舞台俳優として活躍する林勇輔が作・演出を手掛けた映像演劇『SHADOWS』が、2021年3月31日(水)19時から配信開始される。

本作は林が新たに書き下ろした作品で、本来であれば2020年12月に劇場で上演予定だったが、新型コロナウイルスの影響により有観客上演が難しいと判断し延期を決断。その代わり無観客で撮影し、編集を経て配信する形へとシフトチェンジした。

「コロナ時代に自分の演劇がどう在れるかの試み」としてクラウドファンディングを立ち上げ、ただ完成品を提供する従来のやり方ではなく、“演劇ができるまで”を観客らと共有するスタイルで、これからの時代の演劇体験を模索している。

その実験的映像演劇『SHADOWS』が、いよいよひとつの形を纏って3月31日(水)に配信開始となり、本配信は、有観客上演することを大前提とした「試み」でもある。

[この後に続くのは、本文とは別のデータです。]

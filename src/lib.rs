//! Protocol driver for TFA KlimaLogg-family weather consoles.
//!
//! This crate owns exactly the USB-dongle-to-console driver middle: radio
//! setup, the reactive frame state machine, the nibble codec, pairing, and
//! history bookkeeping. It does not know about units, archival, or the
//! surrounding weather-station service -- those are a host application's
//! job, built on top of [`engine::Engine`] and [`store::Store`].

pub mod codec;
pub mod engine;
pub mod error;
pub mod frame;
pub mod identity;
pub mod radio;
pub mod sensor_map;
pub mod staleness;
pub mod station_config;
pub mod store;
pub mod transport;

pub use engine::{Engine, EngineConfig, HistoryCollectionPolicy};
pub use error::{DriverError, Result};
pub use identity::PairingState;
pub use radio::{DeviceIdentity, Frequency};
pub use sensor_map::{Observation, SensorMap, SensorMapError};
pub use staleness::StalenessMonitor;
pub use station_config::{HistoryInterval, StationConfig};
pub use store::{ConnectionStatus, Store};
use std::{path::PathBuf, sync::Arc};

use anyhow::{Context, Result};
use clap::{Parser, Subcommand};
use pc_picker::{
    config::{load_settings_from, DEFAULT_SETTINGS_FILE},
    control::{EQUIPMENT_CONTROL_ID, ROOM_CONTROL_ID},
    DropdownSynchronizer, EquipmentControl, HttpPcSource, OptionEntry, PcSource, SelectControl,
    SyncOutcome,
};
use tokio::{
    io::{AsyncBufRead, AsyncBufReadExt, BufReader},
    task::JoinSet,
};
use tracing_subscriber::EnvFilter;

#[derive(Parser, Debug)]
#[command(about = "Fill the equipment dropdown of a reservation form from the server")]
struct Cli {
    #[arg(long, default_value = DEFAULT_SETTINGS_FILE)]
    config: PathBuf,
    /// Overrides `server_url` from the settings file and environment.
    #[arg(long)]
    server_url: Option<String>,
    /// Session cookie of an admin login, sent with every request.
    #[arg(long)]
    cookie: Option<String>,
    #[arg(long)]
    timeout_secs: Option<u64>,
    #[command(subcommand)]
    command: Command,
}

#[derive(Subcommand, Debug)]
enum Command {
    /// Select one room and print the resulting equipment options.
    Fetch {
        #[arg(long)]
        room: String,
    },
    /// Treat every stdin line as a new room selection.
    Watch,
}

/// Equipment control that echoes every re-render to stdout.
#[derive(Clone)]
struct PrintedSelect {
    inner: SelectControl,
}

impl EquipmentControl for PrintedSelect {
    fn replace_options(&self, entries: Vec<OptionEntry>) {
        println!("{EQUIPMENT_CONTROL_ID}:");
        for entry in &entries {
            match &entry.value {
                Some(value) => println!("  {value}\t{}", entry.label),
                None => println!("  -\t{} (disabled)", entry.label),
            }
        }
        self.inner.replace_options(entries);
    }

    fn options(&self) -> Vec<OptionEntry> {
        self.inner.options()
    }
}

#[tokio::main]
async fn main() -> Result<()> {
    tracing_subscriber::fmt()
        .with_env_filter(
            EnvFilter::try_from_default_env()
                .unwrap_or_else(|_| "picker_cli=info,pc_picker=info".into()),
        )
        .with_writer(std::io::stderr)
        .init();
    let cli = Cli::parse();

    let mut settings = load_settings_from(&cli.config);
    if let Some(server_url) = cli.server_url {
        settings.server_url = server_url;
    }
    if let Some(cookie) = cli.cookie {
        settings.cookie = Some(cookie);
    }
    if let Some(secs) = cli.timeout_secs {
        settings.request_timeout_secs = Some(secs);
    }

    let source = HttpPcSource::from_settings(&settings)
        .with_context(|| format!("failed to set up client for {}", settings.server_url))?;
    tracing::info!(server_url = source.server_url(), "using reservation server");

    let room = SelectControl::new(ROOM_CONTROL_ID);
    let equipment = PrintedSelect {
        inner: SelectControl::new(EQUIPMENT_CONTROL_ID),
    };
    let sync = Arc::new(DropdownSynchronizer::new(source, room.clone(), equipment));

    match cli.command {
        Command::Fetch { room: room_id } => {
            room.set_value(room_id);
            report(sync.on_room_changed().await);
        }
        Command::Watch => {
            let stdin = BufReader::new(tokio::io::stdin());
            watch_rooms(sync, &room, stdin, report).await?;
        }
    }

    Ok(())
}

/// Treats each input line as a room selection. Outcomes are reported as
/// changes settle, not when the input ends.
async fn watch_rooms<S, E, I>(
    sync: Arc<DropdownSynchronizer<S, SelectControl, E>>,
    room: &SelectControl,
    input: I,
    mut on_settled: impl FnMut(SyncOutcome),
) -> Result<()>
where
    S: PcSource + 'static,
    E: EquipmentControl + 'static,
    I: AsyncBufRead + Unpin,
{
    let mut lines = input.lines();
    let mut inflight = JoinSet::new();
    loop {
        tokio::select! {
            line = lines.next_line() => {
                let Some(line) = line.context("failed to read stdin")? else {
                    break;
                };
                // `lines` strips the terminator only; empty values go to the server too.
                room.set_value(line);
                let pending = sync.begin_change();
                let sync = Arc::clone(&sync);
                inflight.spawn(async move { sync.complete_change(pending).await });
            }
            Some(joined) = inflight.join_next(), if !inflight.is_empty() => {
                on_settled(joined.context("room change task failed")?);
            }
        }
    }

    while let Some(joined) = inflight.join_next().await {
        on_settled(joined.context("room change task failed")?);
    }
    Ok(())
}

fn report(outcome: SyncOutcome) {
    match outcome {
        SyncOutcome::Rendered(kind) => tracing::debug!(rendered = ?kind, "room change settled"),
        SyncOutcome::Superseded { sequence, latest } => {
            tracing::info!(sequence, latest, "skipped stale response")
        }
    }
}

#[cfg(test)]
mod tests {
    use super::*;

    use async_trait::async_trait;
    use pc_picker::{render::RenderedKind, FetchError};
    use shared::{
        domain::RoomId,
        error::ServerRejection,
        protocol::{available_pcs_path, PcOption},
    };
    use tokio::sync::Mutex;

    #[derive(Default)]
    struct RecordingSource {
        rooms: Mutex<Vec<String>>,
    }

    #[async_trait]
    impl PcSource for RecordingSource {
        async fn fetch_available_pcs(
            &self,
            room_id: &RoomId,
        ) -> Result<Vec<PcOption>, FetchError> {
            self.rooms.lock().await.push(room_id.to_string());
            if room_id.as_str().is_empty() {
                return Err(ServerRejection::new(404, available_pcs_path("")).into());
            }
            Ok(vec![PcOption::new(1, "PC-A")])
        }
    }

    #[tokio::test]
    async fn watch_forwards_every_line_verbatim() {
        let source = Arc::new(RecordingSource::default());
        let room = SelectControl::new(ROOM_CONTROL_ID);
        let sync = Arc::new(DropdownSynchronizer::new(
            Arc::clone(&source),
            room.clone(),
            SelectControl::new(EQUIPMENT_CONTROL_ID),
        ));

        let mut settled = Vec::new();
        watch_rooms(sync, &room, &b"1\n\n 2\n"[..], |outcome| settled.push(outcome))
            .await
            .expect("watch");

        let mut rooms = source.rooms.lock().await.clone();
        rooms.sort();
        assert_eq!(rooms, vec!["", " 2", "1"]);
        assert_eq!(settled.len(), 3);
    }

    #[tokio::test]
    async fn watch_reports_before_input_ends() {
        let source = Arc::new(RecordingSource::default());
        let room = SelectControl::new(ROOM_CONTROL_ID);
        let sync = Arc::new(DropdownSynchronizer::new(
            Arc::clone(&source),
            room.clone(),
            SelectControl::new(EQUIPMENT_CONTROL_ID),
        ));
        let (mut writer, reader) = tokio::io::duplex(64);
        let (settled_tx, mut settled_rx) = tokio::sync::mpsc::unbounded_channel();

        let watcher = tokio::spawn(async move {
            watch_rooms(sync, &room, BufReader::new(reader), |outcome| {
                let _ = settled_tx.send(outcome);
            })
            .await
        });

        tokio::io::AsyncWriteExt::write_all(&mut writer, b"1\n")
            .await
            .expect("write");
        let first = tokio::time::timeout(std::time::Duration::from_secs(2), settled_rx.recv())
            .await
            .expect("reported while input is open")
            .expect("outcome");
        assert_eq!(
            first,
            SyncOutcome::Rendered(RenderedKind::Populated { count: 1 })
        );

        drop(writer);
        watcher.await.expect("join").expect("watch");
    }
}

無料版と有料版が用意されており、無料版はYouTubeで、有料版はVimeoにて特典映像と共に公開される。

林勇輔コメント

「演劇と配信の相性は、やはり悪い」

僕の正直な感想です。

その瞬間、そこに居合わせる観客をもぎ取られた状態では、演劇は成立しないのかもしれない。それが演劇の定義(当たり前)なのだから。しかし、コロナの到来によって、様々な当たり前が秒速で当たり前ではなくなっている。これはもう観念するしかない。何ができないではなく、ならばこの状況で何が出来るかを考えた方が、豊かではないだろうか。そう思いました。もちろん若い頃は、ネガティブな感情をエネルギーに変えて生きていたタイプでしたが、この年になるとそれはもうしんどいんです。悲劇の主人公でいるには体力がいるんでしょうね。自分の質の変化とコロナがもたらした変化が、妙に合致したのだと思います。だから、「実験」というエクスキューズのもと、止まらず動き続けることを選択しました。

実験的映像演劇『SHADOWS』。

DVD化のため撮影した演劇、とか、生配信のアーカイブ、でもない、映像だけど「演劇を観た」という実感を持てるようなモノが作りたい…そう思って挑みました。面白がっていただければ幸いです。

ものがたり

冒頭、名も無き七人の役者たちが登場。芝居の準備を始める。
時制は、【今】であり、場所は【此処】である。役者たちは、役を被っていない状態であるが、素の何処其処の某というわけではなく、あくまで役者(影)である。

やがて、役者たちは観客を芝居の世界へと誘ってゆく。そこは、19世紀イギリス、と或る監獄。つまり、この七人は雑居房に居合わせた囚人達である。パブリック・スクールの国語教師であるランディ・シュヴァルツが、七人目として投獄されるところから物語は始まる。

ランディの罪状は、同性愛。光の射さない牢獄での生活に絶望していると、自分と同じように他の囚人たちもそれぞれに、爆発しそうなフラストレーションを抱えていることを知る。ある日ランディは、彼らのために物語を聴かせようと提案する。それは、独自に解釈した、グリム童話の『スノーホワイト』だった。童話の枠を越えた人間の業渦巻く物語に、囚人達は反発や拒絶を覚えながらも、いつしか物語世界にのめり込んでゆく。しかし、期せずして、物語によって自分の傷、闇の部分を炙り出される羽目になった囚人たちは、互いに激しく傷つけ罵り合うようになってしまう。

そんなある日のこと。彼らの雑居房の壁を突き破り、現れたものが―――――――それは、雪のように真っ白な肌をした、少年だった。